• [ASSIGNED TASK] Print the material underneath in full, keeping every line exactly as it is.

• [DATA SHOWN]

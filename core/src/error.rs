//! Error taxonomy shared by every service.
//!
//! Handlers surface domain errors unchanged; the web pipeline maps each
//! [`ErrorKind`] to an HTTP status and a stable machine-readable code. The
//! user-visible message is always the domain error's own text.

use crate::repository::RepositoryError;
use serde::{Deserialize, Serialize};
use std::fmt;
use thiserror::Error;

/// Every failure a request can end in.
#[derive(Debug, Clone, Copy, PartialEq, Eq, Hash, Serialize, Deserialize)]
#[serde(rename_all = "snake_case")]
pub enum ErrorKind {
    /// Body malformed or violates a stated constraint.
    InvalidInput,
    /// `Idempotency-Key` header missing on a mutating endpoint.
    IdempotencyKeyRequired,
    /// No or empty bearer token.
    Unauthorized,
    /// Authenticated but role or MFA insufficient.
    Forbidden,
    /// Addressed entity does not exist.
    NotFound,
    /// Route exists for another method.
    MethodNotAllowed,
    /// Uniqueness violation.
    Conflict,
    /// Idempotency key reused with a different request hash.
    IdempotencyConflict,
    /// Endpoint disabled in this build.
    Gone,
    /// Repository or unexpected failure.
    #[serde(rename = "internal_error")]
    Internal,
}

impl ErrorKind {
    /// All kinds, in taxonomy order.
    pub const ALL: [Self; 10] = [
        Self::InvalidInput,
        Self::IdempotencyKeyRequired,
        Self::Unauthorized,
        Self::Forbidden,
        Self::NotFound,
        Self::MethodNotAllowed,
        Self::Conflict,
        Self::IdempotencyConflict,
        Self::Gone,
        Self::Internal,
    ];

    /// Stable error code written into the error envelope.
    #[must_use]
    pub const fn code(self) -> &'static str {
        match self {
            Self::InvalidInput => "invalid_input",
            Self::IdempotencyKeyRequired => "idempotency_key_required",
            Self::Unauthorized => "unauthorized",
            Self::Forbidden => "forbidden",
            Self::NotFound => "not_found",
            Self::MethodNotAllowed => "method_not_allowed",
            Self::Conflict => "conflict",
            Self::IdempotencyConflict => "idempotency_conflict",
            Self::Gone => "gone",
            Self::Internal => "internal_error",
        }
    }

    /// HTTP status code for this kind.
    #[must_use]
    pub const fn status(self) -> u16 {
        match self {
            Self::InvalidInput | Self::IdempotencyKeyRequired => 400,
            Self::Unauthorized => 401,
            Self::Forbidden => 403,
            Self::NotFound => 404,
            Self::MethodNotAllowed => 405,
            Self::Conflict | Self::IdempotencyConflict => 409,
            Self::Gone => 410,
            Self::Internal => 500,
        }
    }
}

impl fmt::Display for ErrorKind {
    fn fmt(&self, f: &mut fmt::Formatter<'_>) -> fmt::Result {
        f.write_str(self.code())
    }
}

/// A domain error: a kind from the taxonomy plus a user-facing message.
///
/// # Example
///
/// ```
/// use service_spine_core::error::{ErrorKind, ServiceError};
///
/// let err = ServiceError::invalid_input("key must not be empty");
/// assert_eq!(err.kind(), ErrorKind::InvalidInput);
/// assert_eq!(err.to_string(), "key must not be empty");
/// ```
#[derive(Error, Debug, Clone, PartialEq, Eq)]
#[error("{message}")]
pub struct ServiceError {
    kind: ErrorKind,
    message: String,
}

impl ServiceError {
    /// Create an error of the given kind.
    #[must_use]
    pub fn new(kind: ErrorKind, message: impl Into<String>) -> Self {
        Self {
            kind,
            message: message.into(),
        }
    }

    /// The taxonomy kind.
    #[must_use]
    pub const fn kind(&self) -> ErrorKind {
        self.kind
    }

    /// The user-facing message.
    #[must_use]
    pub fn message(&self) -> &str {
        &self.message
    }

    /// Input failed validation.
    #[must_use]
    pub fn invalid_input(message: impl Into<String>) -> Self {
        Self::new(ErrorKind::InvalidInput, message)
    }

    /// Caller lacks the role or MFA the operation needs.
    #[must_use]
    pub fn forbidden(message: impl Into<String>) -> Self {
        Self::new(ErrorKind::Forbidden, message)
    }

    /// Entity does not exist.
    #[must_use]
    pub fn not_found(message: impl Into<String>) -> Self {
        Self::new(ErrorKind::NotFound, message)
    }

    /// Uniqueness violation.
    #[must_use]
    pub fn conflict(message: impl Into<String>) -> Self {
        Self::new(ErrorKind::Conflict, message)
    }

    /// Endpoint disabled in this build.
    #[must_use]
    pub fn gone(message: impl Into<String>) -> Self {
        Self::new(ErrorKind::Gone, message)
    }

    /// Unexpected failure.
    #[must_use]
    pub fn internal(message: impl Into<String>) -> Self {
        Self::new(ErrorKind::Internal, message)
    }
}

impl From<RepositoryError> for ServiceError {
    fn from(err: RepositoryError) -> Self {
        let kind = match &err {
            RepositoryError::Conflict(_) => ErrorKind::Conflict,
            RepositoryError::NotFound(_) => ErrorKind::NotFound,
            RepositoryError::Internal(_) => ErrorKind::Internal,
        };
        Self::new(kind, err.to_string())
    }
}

• [TASK RESPONSE]
filename core/src/error.rs
//! Error taxonomy shared by every service.
//!
//! Handlers surface domain errors unchanged; the web pipeline maps each
//! [`ErrorKind`] to an HTTP status and a stable machine-readable code. The
//! user-visible message is always the domain error's own text.

use crate::repository::RepositoryError;
use serde::{Deserialize, Serialize};
use std::fmt;
use thiserror::Error;

/// Every failure a request can end in.
#[derive(Debug, Clone, Copy, PartialEq, Eq, Hash, Serialize, Deserialize)]
#[serde(rename_all = "snake_case")]
pub enum ErrorKind {
    /// Body malformed or violates a stated constraint.
    InvalidInput,
    /// `Idempotency-Key` header missing on a mutating endpoint.
    IdempotencyKeyRequired,
    /// No or empty bearer token.
    Unauthorized,
    /// Authenticated but role or MFA insufficient.
    Forbidden,
    /// Addressed entity does not exist.
    NotFound,
    /// Route exists for another method.
    MethodNotAllowed,
    /// Uniqueness violation.
    Conflict,
    /// Idempotency key reused with a different request hash.
    IdempotencyConflict,
    /// Endpoint disabled in this build.
    Gone,
    /// Repository or unexpected failure.
    #[serde(rename = "internal_error")]
    Internal,
}

impl ErrorKind {
    /// All kinds, in taxonomy order.
    pub const ALL: [Self; 10] = [
        Self::InvalidInput,
        Self::IdempotencyKeyRequired,
        Self::Unauthorized,
        Self::Forbidden,
        Self::NotFound,
        Self::MethodNotAllowed,
        Self::Conflict,
        Self::IdempotencyConflict,
        Self::Gone,
        Self::Internal,
    ];

    /// Stable error code written into the error envelope.
    #[must_use]
    pub const fn code(self) -> &'static str {
        match self {
            Self::InvalidInput => "invalid_input",
            Self::IdempotencyKeyRequired => "idempotency_key_required",
            Self::Unauthorized => "unauthorized",
            Self::Forbidden => "forbidden",
            Self::NotFound => "not_found",
            Self::MethodNotAllowed => "method_not_allowed",
            Self::Conflict => "conflict",
            Self::IdempotencyConflict => "idempotency_conflict",
            Self::Gone => "gone",
            Self::Internal => "internal_error",
        }
    }

    /// HTTP status code for this kind.
    #[must_use]
    pub const fn status(self) -> u16 {
        match self {
            Self::InvalidInput | Self::IdempotencyKeyRequired => 400,
            Self::Unauthorized => 401,
            Self::Forbidden => 403,
            Self::NotFound => 404,
            Self::MethodNotAllowed => 405,
            Self::Conflict | Self::IdempotencyConflict => 409,
            Self::Gone => 410,
            Self::Internal => 500,
        }
    }
}

impl fmt::Display for ErrorKind {
    fn fmt(&self, f: &mut fmt::Formatter<'_>) -> fmt::Result {
        f.write_str(self.code())
    }
}

/// A domain error: a kind from the taxonomy plus a user-facing message.
///
/// # Example
///
/// ```
/// use service_spine_core::error::{ErrorKind, ServiceError};
///
/// let err = ServiceError::invalid_input("key must not be empty");
/// assert_eq!(err.kind(), ErrorKind::InvalidInput);
/// assert_eq!(err.to_string(), "key must not be empty");
/// ```
#[derive(Error, Debug, Clone, PartialEq, Eq)]
#[error("{message}")]
pub struct ServiceError {
    kind: ErrorKind,
    message: String,
}

impl ServiceError {
    /// Create an error of the given kind.
    #[must_use]
    pub fn new(kind: ErrorKind, message: impl Into<String>) -> Self {
        Self {
            kind,
            message: message.into(),
        }
    }

    /// The taxonomy kind.
    #[must_use]
    pub const fn kind(&self) -> ErrorKind {
        self.kind
    }

    /// The user-facing message.
    #[must_use]
    pub fn message(&self) -> &str {
        &self.message
    }

    /// Input failed validation.
    #[must_use]
    pub fn invalid_input(message: impl Into<String>) -> Self {
        Self::new(ErrorKind::InvalidInput, message)
    }

    /// Caller lacks the role or MFA the operation needs.
    #[must_use]
    pub fn forbidden(message: impl Into<String>) -> Self {
        Self::new(ErrorKind::Forbidden, message)
    }

    /// Entity does not exist.
    #[must_use]
    pub fn not_found(message: impl Into<String>) -> Self {
        Self::new(ErrorKind::NotFound, message)
    }

    /// Uniqueness violation.
    #[must_use]
    pub fn conflict(message: impl Into<String>) -> Self {
        Self::new(ErrorKind::Conflict, message)
    }

    /// Endpoint disabled in this build.
    #[must_use]
    pub fn gone(message: impl Into<String>) -> Self {
        Self::new(ErrorKind::Gone, message)
    }

    /// Unexpected failure.
    #[must_use]
    pub fn internal(message: impl Into<String>) -> Self {
        Self::new(ErrorKind::Internal, message)
    }
}

impl From<RepositoryError> for ServiceError {
    fn from(err: RepositoryError) -> Self {
        let kind = match &err {
            RepositoryError::Conflict(_) => ErrorKind::Conflict,
            RepositoryError::NotFound(_) => ErrorKind::NotFound,
            RepositoryError::Internal(_) => ErrorKind::Internal,
        };
        Self::new(kind, err.to_string())
    }
}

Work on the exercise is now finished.